This morning at 1am, during my second visit to Baylie’s room and after Peter’s second visit to her room, I found myself thinking the same phrase over and over; Baylie is a sleep terrorist.
When Bay was a newborn and several months after, I knew I wasn’t going to get any sleep. Not that knowing I wasn’t going to sleep at night was any prize, but the alternative was the anticipation of a restful sleep and then having it repeatedly disrupted. While I have the honed skill of not having to be fully awake in order to comfort B and get her back to sleep, lately the process has been a bit more involved, Rocking her, barganing with her and then putting up with a few minutes of screaming (both Baylie and myself) in order to get her to go back to sleep is forcing me to be in a hightented state of awareness. Thus making me very cranky.
As I was trying to guess the reason she couldn’t get back to sleep this morning, I couldn’t help but think that these little acts of wakefulness are indeed acts of terrorism. They are meant to make me feel a little uneasy each night, never really knowing if it’s going to be a dream-filled peaceful night or one where I pull myself out of my cozy bed, stomp across the living room and focus very hard on not falling alseep in the glider and thus dropping the kiddo. Only to put her in her crib and have her spring back up screaming.
And so the Sleep Terrorist wins another battle…
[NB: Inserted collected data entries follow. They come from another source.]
// tests/rules_handpicked.rs
// Hand-picked tests for rule priority and fallback policy.
// Self-contained: every test builds its classifier from an inline TOML bundle.

use screenshot_sorter::classifier::{Classifier, UNASSIGNED};
use screenshot_sorter::config::ClassifierConfig;
use screenshot_sorter::normalize::NormalizedText;
use screenshot_sorter::scoring::FallbackOutcome;

const TEST_TOML: &str = r#"
version = "handpicked"

[scoring]
confidence_floor = 3
min_margin = 2
negative_hint_penalty = 2

[noise]
ui_vocabulary = ["follow", "like"]

[weights]
"jira" = 10
"api" = 10
"garden" = 5
"hortenzie" = 5
"mikina" = 5
"style" = 1
"velikost" = 3
"lego" = 10

[toy_context]
category = "Obleceni_Styl"
keywords = ["lego", "puzzle"]
skipped_keywords = ["velikost", "cm"]

[[negative_hints]]
category = "IT_Prace"
patterns = ['\bgarden\b', '\bzahrad', '\bflower\b']

# A: very specific
[[rules]]
category = "Recepty"
kind = "tiered"
very_specific = ["thermomix"]
combinational = ["recept", "ingredience"]
contextual = ["mouka"]

# B: combinational
[[rules]]
category = "IT_Prace"
kind = "tiered"
very_specific = ["postman"]
combinational = ["sprint", "ticket", "backlog"]
contextual = ["team"]

[[categories]]
name = "Recepty"
keywords = ["recept"]

[[categories]]
name = "IT_Prace"
keywords = ["jira", "api", "bug"]

[[categories]]
name = "Zahrada"
keywords = ["garden", "hortenzie"]

[[categories]]
name = "Obleceni_Styl"
keywords = ["mikina", "velikost", "cm", "style"]

[[categories]]
name = "Deti_Aktivity"
keywords = ["lego", "stavebnice"]
"#;

fn classifier() -> Classifier {
    Classifier::from_toml_str(TEST_TOML).expect("test config")
}

#[test]
fn earlier_block_wins_even_when_later_block_also_fires() {
    // satisfies A (very specific) and B (two combinational)
    let r = classifier().categorize("thermomix sprint ticket", false);
    assert_eq!(r.category, "Recepty");
    assert_eq!(r.matched_terms, vec!["thermomix"]);
}

#[test]
fn swapping_rule_order_swaps_the_winner() {
    let mut cfg = ClassifierConfig::from_toml_str(TEST_TOML).unwrap();
    cfg.rules.swap(0, 1);
    let c = Classifier::from_config(&cfg).unwrap();
    let r = c.categorize("thermomix sprint ticket", false);
    assert_eq!(r.category, "IT_Prace");
    assert_eq!(r.matched_terms, vec!["sprint", "ticket"]);
}

#[test]
fn combinational_with_context() {
    let r = classifier().categorize("new ticket for the team", false);
    assert_eq!(r.category, "IT_Prace");
    assert_eq!(r.matched_terms, vec!["ticket", "team"]);
}

#[test]
fn one_combinational_alone_falls_through_to_scoring() {
    // "recept" alone: no rule, fallback Recepty = 3, runner-up 0
    let r = classifier().categorize("recept", false);
    assert_eq!(r.category, "Recepty");
    assert_eq!(r.matched_terms, vec!["recept"]);
}

#[test]
fn ambiguity_guard() {
    // Zahrada: hortenzie 5 vs Obleceni: mikina 5
    let r = classifier().categorize("hortenzie mikina", false);
    assert_eq!(r.category, UNASSIGNED);
    assert!(r.matched_terms.is_empty());
}

#[test]
fn confidence_floor() {
    let r = classifier().categorize("style", false);
    assert_eq!(r.category, UNASSIGNED);

    let c = classifier();
    let out = c.scorer().score_and_resolve(&NormalizedText::new("style"));
    assert!(matches!(out, FallbackOutcome::BelowFloor { .. }), "{out:?}");
}

#[test]
fn toy_context_blocks_sizes_but_not_other_clothing_words() {
    let c = classifier();
    // lego scores Deti_Aktivity 10; velikost is ignored for clothing
    let r = c.categorize("lego velikost", false);
    assert_eq!(r.category, "Deti_Aktivity");

    let scores = c.scorer().score(&NormalizedText::new("lego velikost"));
    let cloth = scores.iter().find(|s| s.category == "Obleceni_Styl").unwrap();
    assert_eq!(cloth.score, 0);

    // without toy context the same size word counts
    let scores = c.scorer().score(&NormalizedText::new("velikost"));
    let cloth = scores.iter().find(|s| s.category == "Obleceni_Styl").unwrap();
    assert_eq!(cloth.score, 3);

    // clothing can still win through non-size keywords
    let scores = c.scorer().score(&NormalizedText::new("puzzle mikina velikost cm"));
    let cloth = scores.iter().find(|s| s.category == "Obleceni_Styl").unwrap();
    assert_eq!(cloth.score, 5);
    let r = c.categorize("puzzle mikina velikost cm", false);
    assert_eq!(r.category, "Obleceni_Styl");
    assert_eq!(r.matched_terms, vec!["mikina"]);
}

#[test]
fn negative_hints_can_flip_the_winner() {
    let c = classifier();
    // IT: api 10 minus 3 hints * 2 = 4, Zahrada: garden 5, margin 1
    let r = c.categorize("api garden flower zahrada", false);
    assert_eq!(r.category, UNASSIGNED);

    // one hint: IT 8, Zahrada 5
    let r = c.categorize("api garden", false);
    assert_eq!(r.category, "IT_Prace");
    assert_eq!(r.matched_terms, vec!["api"]);
}

#[test]
fn ui_noise_never_reaches_the_rules() {
    let r = classifier().categorize("follow 10,2k like sprint ticket", false);
    assert_eq!(r.category, "IT_Prace");
    assert_eq!(r.matched_terms, vec!["sprint", "ticket"]);
}

#[test]
fn phrase_only_category_never_wins_the_fallback() {
    let c = Classifier::from_toml_str(
        r#"
[[categories]]
name = "Code"
keywords = ["code review", "pull request"]
"#,
    )
    .unwrap();
    let r = c.categorize("code review of a pull request", false);
    assert_eq!(r.category, UNASSIGNED);
    let out = c.scorer().score_and_resolve(&NormalizedText::new("code review"));
    assert_eq!(out, FallbackOutcome::NoMatch);
}
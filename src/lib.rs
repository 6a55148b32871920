// src/lib.rs
// Public library surface for the binary and integration tests.

pub mod config;
pub mod keyword;
pub mod noise;
pub mod normalize;
pub mod rules;
pub mod scoring;

// Resolver + hot-reload handle
pub mod classifier;

// Batch plumbing around the classifier (OCR seam, duplicates, dry-run scan)
pub mod dedup;
pub mod ocr;
pub mod scan;

// ---- Re-exports for stable public API ----
pub use crate::classifier::{
    start_hot_reload_thread, Classification, Classifier, ClassifierHandle, UNASSIGNED,
};
pub use crate::config::ClassifierConfig;
pub use crate::keyword::{matches_keyword, matches_phrase_flexible};
pub use crate::noise::filter_ui_noise;
pub use crate::normalize::{normalize, tokenize};
//! In-memory [`SpeechProvider`] for tests.

use std::path::Path;
use std::sync::{Arc, Mutex};

use bytes::Bytes;
use futures_util::stream;
use podcast_domain::VoiceId;
use podcast_minimax::endpoints::chat::{ChatMessage, DeltaStream};
use podcast_minimax::endpoints::t2a::{AudioFormat, SynthesizedAudio};
use podcast_minimax::{Error as ProviderError, Traced};

use crate::error::Result;
use crate::provider::SpeechProvider;

/// Scripted provider. Every call is recorded; failures can be switched on
/// per operation.
#[derive(Debug, Clone, Default)]
pub struct FakeProvider {
    inner: Arc<FakeState>,
}

#[derive(Debug, Default)]
struct FakeState {
    script_chunks: Mutex<Vec<String>>,
    fail_upload: Mutex<bool>,
    fail_image: Mutex<bool>,
    fail_tts_at: Mutex<Option<usize>>,
    calls: Mutex<Vec<String>>,
    api_keys: Mutex<Vec<String>>,
}

fn api_error(msg: &str) -> ProviderError {
    ProviderError::ApiError {
        status_code: 1004,
        status_msg: msg.to_string(),
        trace_id: Some("fake-trace-error".to_string()),
    }
}

impl FakeProvider {
    pub fn new() -> Self {
        let fake = Self::default();
        fake.set_script(&[
            "Speaker1: Welcome to the show.\n",
            "Speaker2: Glad to be here.\nSpeaker1: Let's dig in.\n",
        ]);
        fake
    }

    /// Text deltas returned by the next chat completion.
    pub fn set_script(&self, chunks: &[&str]) {
        *lock(&self.inner.script_chunks) = chunks.iter().map(|c| c.to_string()).collect();
    }

    pub fn fail_upload(&self) {
        *lock(&self.inner.fail_upload) = true;
    }

    pub fn fail_image(&self) {
        *lock(&self.inner.fail_image) = true;
    }

    /// Fail synthesis of the line at `index` (zero-based call count).
    pub fn fail_tts_at(&self, index: usize) {
        *lock(&self.inner.fail_tts_at) = Some(index);
    }

    /// Calls made so far, as `operation:detail` strings.
    pub fn calls(&self) -> Vec<String> {
        lock(&self.inner.calls).clone()
    }

    /// Keys bound through [`SpeechProvider::with_api_key`], in order.
    pub fn api_keys(&self) -> Vec<String> {
        lock(&self.inner.api_keys).clone()
    }

    fn record(&self, call: String) {
        lock(&self.inner.calls).push(call);
    }

    fn tts_calls(&self) -> usize {
        lock(&self.inner.calls)
            .iter()
            .filter(|c| c.starts_with("tts:"))
            .count()
    }
}

fn lock<T>(mutex: &Mutex<T>) -> std::sync::MutexGuard<'_, T> {
    mutex.lock().unwrap_or_else(|poisoned| poisoned.into_inner())
}

impl SpeechProvider for FakeProvider {
    fn with_api_key(&self, api_key: &str) -> Self {
        lock(&self.inner.api_keys).push(api_key.to_string());
        Self {
            inner: Arc::clone(&self.inner),
        }
    }

    async fn upload_voice_sample(&self, path: &Path) -> Result<Traced<i64>> {
        self.record(format!("upload:{}", path.display()));
        if *lock(&self.inner.fail_upload) {
            return Err(api_error("upload rejected").into());
        }
        Ok(Traced {
            value: 42,
            trace_id: Some("trace-upload".to_string()),
        })
    }

    async fn clone_voice(&self, file_id: i64, voice_id: &VoiceId) -> Result<Traced<()>> {
        self.record(format!("clone:{file_id}:{voice_id}"));
        Ok(Traced {
            value: (),
            trace_id: Some("trace-clone".to_string()),
        })
    }

    async fn synthesize(&self, text: &str, voice_id: &VoiceId) -> Result<Traced<SynthesizedAudio>> {
        let index = self.tts_calls();
        self.record(format!("tts:{voice_id}:{text}"));
        if *lock(&self.inner.fail_tts_at) == Some(index) {
            return Err(api_error("tts quota exceeded").into());
        }
        Ok(Traced {
            value: SynthesizedAudio {
                bytes: Bytes::from(format!("[{voice_id}]")),
                duration_ms: 1000,
                format: AudioFormat::Mp3,
                body_trace_id: None,
            },
            trace_id: Some(format!("trace-tts-{index}")),
        })
    }

    async fn stream_chat(&self, messages: Vec<ChatMessage>) -> Result<Traced<DeltaStream>> {
        self.record(format!("chat:{}", messages.len()));
        let chunks: Vec<podcast_minimax::Result<String>> =
            lock(&self.inner.script_chunks).iter().cloned().map(Ok).collect();
        let stream: DeltaStream = Box::pin(stream::iter(chunks));
        Ok(Traced {
            value: stream,
            trace_id: Some("trace-script".to_string()),
        })
    }

    async fn generate_image(&self, prompt: &str) -> Result<Traced<String>> {
        self.record(format!("image:{}", prompt.chars().count()));
        if *lock(&self.inner.fail_image) {
            return Err(api_error("image filtered").into());
        }
        Ok(Traced {
            value: "https://cdn.example.com/cover.jpeg".to_string(),
            trace_id: Some("trace-cover".to_string()),
        })
    }
}

/// A one-page PDF whose text layer is `text`, set in Helvetica.
/// `text` must not contain parentheses or backslashes.
pub fn minimal_pdf(text: &str) -> Vec<u8> {
    let stream = format!("BT /F1 18 Tf 72 720 Td ({text}) Tj ET");
    let objects = [
        "<< /Type /Catalog /Pages 2 0 R >>".to_string(),
        "<< /Type /Pages /Kids [3 0 R] /Count 1 >>".to_string(),
        "<< /Type /Page /Parent 2 0 R /MediaBox [0 0 612 792] /Contents 4 0 R \
         /Resources << /Font << /F1 5 0 R >> >> >>"
            .to_string(),
        format!("<< /Length {} >>\nstream\n{stream}\nendstream", stream.len()),
        "<< /Type /Font /Subtype /Type1 /BaseFont /Helvetica /Encoding /WinAnsiEncoding >>"
            .to_string(),
    ];

    let mut pdf = b"%PDF-1.4\n".to_vec();
    let mut offsets = Vec::with_capacity(objects.len());
    for (i, body) in objects.iter().enumerate() {
        offsets.push(pdf.len());
        pdf.extend_from_slice(format!("{} 0 obj\n{body}\nendobj\n", i + 1).as_bytes());
    }
    let xref_at = pdf.len();
    pdf.extend_from_slice(format!("xref\n0 {}\n0000000000 65535 f \n", objects.len() + 1).as_bytes());
    for offset in offsets {
        pdf.extend_from_slice(format!("{offset:010} 00000 n \n").as_bytes());
    }
    pdf.extend_from_slice(
        format!(
            "trailer\n<< /Size {} /Root 1 0 R >>\nstartxref\n{xref_at}\n%%EOF\n",
            objects.len() + 1
        )
        .as_bytes(),
    );
    pdf
}
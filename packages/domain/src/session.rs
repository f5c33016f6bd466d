//! Per-request session identifier.
use serde::{Deserialize, Serialize};
use std::fmt;
use uuid::Uuid;

/// Identifier generated once per request and used to namespace the file
/// names of uploads and generated assets.
#[derive(Debug, Clone, Copy, PartialEq, Eq, Hash, Serialize, Deserialize)]
#[serde(transparent)]
pub struct SessionId(Uuid);

impl SessionId {
    /// Generate a fresh random session identifier.
    pub fn generate() -> Self {
        Self(Uuid::new_v4())
    }

    /// First `len` hex digits of the identifier without hyphens.
    pub fn short_hex(&self, len: usize) -> String {
        let simple = self.0.simple().to_string();
        simple.chars().take(len).collect()
    }
}

impl Default for SessionId {
    fn default() -> Self {
        Self::generate()
    }
}

impl From<Uuid> for SessionId {
    fn from(id: Uuid) -> Self {
        Self(id)
    }
}

impl fmt::Display for SessionId {
    fn fmt(&self, f: &mut fmt::Formatter<'_>) -> fmt::Result {
        self.0.hyphenated().fmt(f)
    }
}

#[cfg(test)]
mod tests {
    use super::*;

    #[test]
    fn display_is_hyphenated_uuid() {
        let id = SessionId::from(Uuid::nil());
        assert_eq!(id.to_string(), "00000000-0000-0000-0000-000000000000");
    }

    #[test]
    fn short_hex_skips_hyphens() {
        let id = SessionId::from(Uuid::parse_str("a1b2c3d4-e5f6-4711-8899-aabbccddeeff").unwrap());
        assert_eq!(id.short_hex(12), "a1b2c3d4e5f6");
        assert_eq!(id.short_hex(100).len(), 32);
    }

    #[test]
    fn generated_ids_differ() {
        assert_ne!(SessionId::generate(), SessionId::generate());
    }
}
//! Opaque provider voice identifier (system voice name or cloned voice id).
use serde::{Deserialize, Serialize};
use std::fmt;

use crate::error::DomainError;
use crate::session::SessionId;
use crate::speaker::SpeakerSlot;

#[derive(Debug, Clone, PartialEq, Eq, Hash, Serialize, Deserialize)]
#[serde(transparent)]
pub struct VoiceId(pub String);

impl VoiceId {
    /// Create a new voice identifier.
    pub fn new(id: impl Into<String>) -> Self {
        Self(id.into())
    }

    /// Get the underlying identifier string.
    pub fn id(&self) -> &str {
        &self.0
    }

    /// Identifier to register a cloned voice under, unique per session and slot.
    ///
    /// The provider requires custom ids to start with a letter, contain only
    /// ASCII letters and digits and be at least eight characters long.
    pub fn for_clone(slot: SpeakerSlot, session: &SessionId) -> Self {
        Self(format!("podcast{}{}", slot.number(), session.short_hex(12)))
    }

    /// Validate an identifier destined for the voice cloning endpoint.
    pub fn validate_custom(id: &str) -> Result<(), DomainError> {
        let starts_with_letter = id.chars().next().is_some_and(|c| c.is_ascii_alphabetic());
        let charset_ok = id.chars().all(|c| c.is_ascii_alphanumeric());
        if starts_with_letter && charset_ok && (8..=256).contains(&id.len()) {
            Ok(())
        } else {
            Err(DomainError::InvalidVoiceId(id.to_string()))
        }
    }
}

impl fmt::Display for VoiceId {
    fn fmt(&self, f: &mut fmt::Formatter<'_>) -> fmt::Result {
        f.write_str(&self.0)
    }
}

impl From<&str> for VoiceId {
    fn from(id: &str) -> Self {
        Self::new(id)
    }
}
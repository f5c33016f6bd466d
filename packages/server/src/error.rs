//! HTTP error mapping
//!
//! JSON API routes report failures in the body (`{"success": false,
//! "error": ...}`) with status 200, which is what existing clients expect.
//! Download routes use real status codes with an `{"error": ...}` body.

use axum::Json;
use axum::extract::multipart::MultipartError;
use axum::http::StatusCode;
use axum::response::{IntoResponse, Response};
use podcast_studio::StudioError;
use serde_json::json;
use thiserror::Error;
use tracing::warn;

#[derive(Error, Debug)]
pub enum ApiError {
    #[error(transparent)]
    Studio(#[from] StudioError),

    #[error("Invalid multipart body: {0}")]
    Multipart(#[from] MultipartError),

    #[error("{0}")]
    InvalidRequest(String),

    #[error("{0}")]
    MissingParameter(String),

    #[error("{0}")]
    NotFound(String),

    #[error("{0}")]
    Upstream(String),

    #[error("{0}")]
    Internal(String),
}

impl ApiError {
    pub fn status(&self) -> StatusCode {
        match self {
            ApiError::MissingParameter(_) => StatusCode::BAD_REQUEST,
            ApiError::NotFound(_) => StatusCode::NOT_FOUND,
            ApiError::Upstream(_) | ApiError::Internal(_) => StatusCode::INTERNAL_SERVER_ERROR,
            ApiError::Studio(_) | ApiError::Multipart(_) | ApiError::InvalidRequest(_) => {
                StatusCode::OK
            }
        }
    }
}

impl IntoResponse for ApiError {
    fn into_response(self) -> Response {
        let status = self.status();
        let message = self.to_string();
        warn!(status = status.as_u16(), error = %message, "request failed");
        if status == StatusCode::OK {
            (status, Json(json!({"success": false, "error": message}))).into_response()
        } else {
            (status, Json(json!({"error": message}))).into_response()
        }
    }
}

pub type Result<T> = std::result::Result<T, ApiError>;
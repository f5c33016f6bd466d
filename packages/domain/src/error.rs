//! Errors raised while building domain values from untrusted input.
use thiserror::Error;

#[derive(Debug, Clone, PartialEq, Eq, Error)]
pub enum DomainError {
    /// Speaker type form value that is neither `default` nor `custom`.
    #[error("unknown speaker type: {0}")]
    UnknownSpeakerType(String),
    /// Identifier rejected by the provider's custom voice rules.
    #[error("invalid custom voice id: {0}")]
    InvalidVoiceId(String),
    /// Speaker slot name other than `speaker1` / `speaker2`.
    #[error("unknown speaker slot: {0}")]
    UnknownSpeakerSlot(String),
}
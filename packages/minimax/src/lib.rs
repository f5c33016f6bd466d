//! MiniMax provider client
//!
//! Thin, typed wrapper over the MiniMax HTTP API: file upload and voice
//! cloning, text-to-audio synthesis, streaming chat completion and image
//! generation. Each API operation is a value implementing
//! [`endpoints::MiniMaxEndpoint`] and is dispatched through
//! [`MiniMaxClient::hit`] or [`MiniMaxClient::hit_with_trace`].
//!
//! # Usage
//!
//! ```no_run
//! use podcast_minimax::endpoints::t2a::{TextToAudio, TextToAudioBody};
//! use podcast_minimax::{MiniMaxClient, Result};
//!
//! #[tokio::main]
//! async fn main() -> Result<()> {
//!     let client = MiniMaxClient::new("your-api-key")?;
//!     let body = TextToAudioBody::new("speech-02-hd", "Hello there!", "female-shaonv");
//!     let audio = client.hit_with_trace(TextToAudio::new(body)).await?;
//!     println!("{} bytes, trace {:?}", audio.value.bytes.len(), audio.trace_id);
//!     Ok(())
//! }
//! ```

mod client;
pub mod endpoints;
mod error;

pub use client::{ClientConfig, DEFAULT_BASE_URL, MiniMaxClient, Traced, http_client_builder};
pub use error::{Error, Result};
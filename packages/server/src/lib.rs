//! # Podcast Server
//!
//! Axum front end for [`podcast_studio`]. Routes accept form uploads and
//! JSON, stream generation progress as Server-Sent Events and serve the
//! generated files back.

pub mod cli;
pub mod error;
pub mod routes;
pub mod state;

pub use error::ApiError;
pub use routes::create_router;
pub use state::AppState;
//! Shared application state.

use std::sync::Arc;

use podcast_studio::{Settings, SpeechProvider, Studio};

/// Cheap to clone: handlers receive a copy per request.
#[derive(Clone)]
pub struct AppState<P> {
    pub studio: Arc<Studio<P>>,
    /// Outbound client for the cover proxy, with the configured timeout
    pub http: reqwest::Client,
}

impl<P: SpeechProvider> AppState<P> {
    pub fn new(studio: Studio<P>) -> podcast_studio::Result<Self> {
        let http = podcast_minimax::http_client_builder()
            .timeout(studio.settings().limits.cover_download_timeout())
            .build()
            .map_err(podcast_minimax::Error::from)?;
        Ok(Self {
            studio: Arc::new(studio),
            http,
        })
    }

    pub fn settings(&self) -> &Settings {
        self.studio.settings()
    }
}
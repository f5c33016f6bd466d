use crate::endpoints::{MiniMaxEndpoint, RequestBody};
use crate::error::{Error, Result};
use reqwest::header::{CONTENT_TYPE, HeaderMap};
use reqwest::{Method, Response, Url};
use std::time::Duration;
use tracing::{debug, warn};

const TRACE_ID_HEADER: &str = "trace-id";
const APPLICATION_JSON: &str = "application/json";

/// Public MiniMax API host.
pub const DEFAULT_BASE_URL: &str = "https://api.minimaxi.com";

/// MiniMax client configuration
#[derive(Debug, Clone)]
pub struct ClientConfig {
    /// API host every endpoint path is resolved against
    pub base_url: String,
    /// Optional account group id, appended as `GroupId` query parameter
    pub group_id: Option<String>,
    /// TCP + TLS connect timeout
    pub connect_timeout: Duration,
    /// Whole-request timeout, including streamed response bodies
    pub request_timeout: Duration,
    /// How long idle pooled connections are kept
    pub pool_idle_timeout: Duration,
}

impl Default for ClientConfig {
    fn default() -> Self {
        Self {
            base_url: DEFAULT_BASE_URL.to_string(),
            group_id: None,
            connect_timeout: Duration::from_secs(10),
            request_timeout: Duration::from_secs(300),
            pool_idle_timeout: Duration::from_secs(90),
        }
    }
}

/// Response value paired with the provider trace id of the call.
#[derive(Debug, Clone)]
pub struct Traced<T> {
    pub value: T,
    pub trace_id: Option<String>,
}

impl<T> Traced<T> {
    pub fn map<U>(self, f: impl FnOnce(T) -> U) -> Traced<U> {
        Traced {
            value: f(self.value),
            trace_id: self.trace_id,
        }
    }
}

#[derive(Clone)]
pub struct MiniMaxClient {
    inner: reqwest::Client,
    base_url: Url,
    group_id: Option<String>,
    api_key: String,
}

impl std::fmt::Debug for MiniMaxClient {
    fn fmt(&self, f: &mut std::fmt::Formatter<'_>) -> std::fmt::Result {
        f.debug_struct("MiniMaxClient")
            .field("base_url", &self.base_url.as_str())
            .field("group_id", &self.group_id)
            .finish_non_exhaustive()
    }
}

impl MiniMaxClient {
    pub fn new(api_key: impl Into<String>) -> Result<Self> {
        Self::new_with_config(api_key, ClientConfig::default())
    }

    pub fn new_with_config(api_key: impl Into<String>, config: ClientConfig) -> Result<Self> {
        let client = http_client_builder()
            .connect_timeout(config.connect_timeout)
            .timeout(config.request_timeout)
            .pool_idle_timeout(config.pool_idle_timeout)
            .build()?;

        Ok(Self {
            inner: client,
            base_url: config.base_url.parse()?,
            group_id: config.group_id,
            api_key: api_key.into(),
        })
    }

    /// Same connection pool and host, different caller credentials.
    pub fn with_api_key(&self, api_key: impl Into<String>) -> Self {
        Self {
            inner: self.inner.clone(),
            base_url: self.base_url.clone(),
            group_id: self.group_id.clone(),
            api_key: api_key.into(),
        }
    }

    pub fn base_url(&self) -> &Url {
        &self.base_url
    }

    pub async fn hit<T: MiniMaxEndpoint>(&self, endpoint: T) -> Result<T::ResponseBody> {
        Ok(self.hit_with_trace(endpoint).await?.value)
    }

    /// Hit an endpoint and keep the `Trace-Id` the provider assigned to the call
    pub async fn hit_with_trace<T: MiniMaxEndpoint>(
        &self,
        endpoint: T,
    ) -> Result<Traced<T::ResponseBody>> {
        let resp = self.send(&endpoint).await?;
        let trace_id = trace_id(resp.headers());

        let value = endpoint
            .response_body(resp)
            .await
            .map_err(|e| e.with_trace_id(trace_id.clone()))?;

        Ok(Traced { value, trace_id })
    }

    async fn send<T: MiniMaxEndpoint>(&self, endpoint: &T) -> Result<Response> {
        let mut url = endpoint.url(&self.base_url)?;
        if let Some(group_id) = &self.group_id {
            url.query_pairs_mut().append_pair("GroupId", group_id);
        }
        debug!(method = %T::METHOD, path = url.path(), "calling MiniMax");

        let mut builder = self
            .inner
            .request(T::METHOD, url)
            .bearer_auth(&self.api_key);

        if matches!(T::METHOD, Method::POST | Method::PATCH) {
            let request_body = endpoint.request_body().await?;
            builder = match request_body {
                RequestBody::Json(json) => {
                    builder.header(CONTENT_TYPE, APPLICATION_JSON).json(&json)
                }
                RequestBody::Multipart(form) => builder.multipart(form),
                RequestBody::Empty => return Err(Error::MissingRequestBody),
            };
        }

        let resp = builder.send().await?;

        if !resp.status().is_success() {
            let status = resp.status().as_u16();
            let trace_id = trace_id(resp.headers());
            let body = resp.text().await.unwrap_or_default();
            warn!(status, trace_id = ?trace_id, "MiniMax returned an error status");
            return Err(Error::HttpError {
                status,
                body,
                trace_id,
            });
        }

        Ok(resp)
    }
}

/// `reqwest` builder with rustls (ring) and the webpki root store, shared by
/// every outbound HTTP client in the service.
pub fn http_client_builder() -> reqwest::ClientBuilder {
    // Another component may already have installed a process-wide provider
    let _ = rustls::crypto::ring::default_provider().install_default();

    let mut root_store = rustls::RootCertStore::empty();
    root_store.extend(webpki_roots::TLS_SERVER_ROOTS.iter().cloned());

    let mut tls_config = rustls::ClientConfig::builder()
        .with_root_certificates(root_store)
        .with_no_client_auth();
    tls_config.alpn_protocols = vec![b"h2".to_vec(), b"http/1.1".to_vec()];

    reqwest::Client::builder().use_preconfigured_tls(tls_config)
}

fn trace_id(headers: &HeaderMap) -> Option<String> {
    headers
        .get(TRACE_ID_HEADER)
        .and_then(|value| value.to_str().ok())
        .map(str::to_string)
        .filter(|value| !value.is_empty())
}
That stinks… BIG TIME. We ended up sleep training my son because I got to a point where I thought I might actually keel over without sleep. The process of getting him to sleep was awful but it paid off down the road. I’m really sorry you’re going through this 😦
I think Bay and Zoe are in the same organization, part of an Axis of Sleeplessness. Hopefully it’s like being into Justin Bieber and they’ll outgrow it!